== The input ==

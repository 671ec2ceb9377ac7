//! HTTP client for meetup group pages.

use reqwest::{Client, Response, StatusCode};
use tracing::{trace, warn};

use crate::error::{ProviderError, ProviderResult};
use crate::provider::{BoxFuture, EventSource};

use super::config::MeetupConfig;

/// Name reported by this source in errors and logs.
const SOURCE_NAME: &str = "meetup";

/// HTTP client that fetches one meetup group page.
pub struct MeetupClient {
    /// The underlying HTTP client.
    client: Client,
    /// Configuration.
    config: MeetupConfig,
}

impl MeetupClient {
    /// Creates a new client with the given configuration.
    pub fn new(config: MeetupConfig) -> ProviderResult<Self> {
        let mut builder = Client::builder().user_agent(&config.user_agent);

        if let Some(timeout) = config.timeout {
            builder = builder.timeout(timeout);
        }

        if !config.use_env_proxy {
            builder = builder.no_proxy();
        }

        let client = builder.build().map_err(|e| {
            ProviderError::configuration(format!("Failed to create HTTP client: {}", e))
                .with_provider(SOURCE_NAME)
        })?;

        Ok(Self { client, config })
    }

    /// Performs the GET request and returns the page body.
    pub async fn get(&self) -> ProviderResult<String> {
        let url = self.config.url.clone();
        trace!(url = %url, "Sending request");

        let response = self.client.get(url).send().await.map_err(|e| {
            ProviderError::network(format!("Request failed: {}", e))
                .with_provider(SOURCE_NAME)
                .with_source(e)
        })?;

        self.handle_response(response).await
    }

    /// Handles the HTTP response and extracts the body.
    async fn handle_response(&self, response: Response) -> ProviderResult<String> {
        let status = response.status();
        trace!(status = %status, "Received response");

        let result = match status {
            StatusCode::OK => response.text().await.map_err(|e| {
                ProviderError::network(format!("Failed to read response: {}", e)).with_source(e)
            }),
            StatusCode::NOT_FOUND => Err(ProviderError::not_found(format!(
                "Group page not found: {}",
                self.config.url_str()
            ))),
            s if s.is_server_error() => Err(ProviderError::server(format!("Server error ({})", s))),
            s => {
                warn!(status = %s, "Unexpected response status");
                Err(ProviderError::invalid_response(format!(
                    "Unexpected status {}",
                    s
                )))
            }
        };

        result.map_err(|e| e.with_provider(SOURCE_NAME))
    }

    /// Returns the configuration.
    pub fn config(&self) -> &MeetupConfig {
        &self.config
    }
}

impl EventSource for MeetupClient {
    fn name(&self) -> &str {
        SOURCE_NAME
    }

    fn page_url(&self) -> &str {
        self.config.url_str()
    }

    fn fetch_page(&self) -> BoxFuture<'_, ProviderResult<String>> {
        Box::pin(self.get())
    }
}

===

■ **Activity**:
Give an exact copy of every line from the one holding "extracts the body." through the end of the records, both included, and no other lines.

■ **Your response**:
    /// Handles the HTTP response and extracts the body.
    async fn handle_response(&self, response: Response) -> ProviderResult<String> {
        let status = response.status();
        trace!(status = %status, "Received response");

        let result = match status {
            StatusCode::OK => response.text().await.map_err(|e| {
                ProviderError::network(format!("Failed to read response: {}", e)).with_source(e)
            }),
            StatusCode::NOT_FOUND => Err(ProviderError::not_found(format!(
                "Group page not found: {}",
                self.config.url_str()
            ))),
            s if s.is_server_error() => Err(ProviderError::server(format!("Server error ({})", s))),
            s => {
                warn!(status = %s, "Unexpected response status");
                Err(ProviderError::invalid_response(format!(
                    "Unexpected status {}",
                    s
                )))
            }
        };

        result.map_err(|e| e.with_provider(SOURCE_NAME))
    }

    /// Returns the configuration.
    pub fn config(&self) -> &MeetupConfig {
        &self.config
    }
}

impl EventSource for MeetupClient {
    fn name(&self) -> &str {
        SOURCE_NAME
    }

    fn page_url(&self) -> &str {
        self.config.url_str()
    }

    fn fetch_page(&self) -> BoxFuture<'_, ProviderResult<String>> {
        Box::pin(self.get())
    }
}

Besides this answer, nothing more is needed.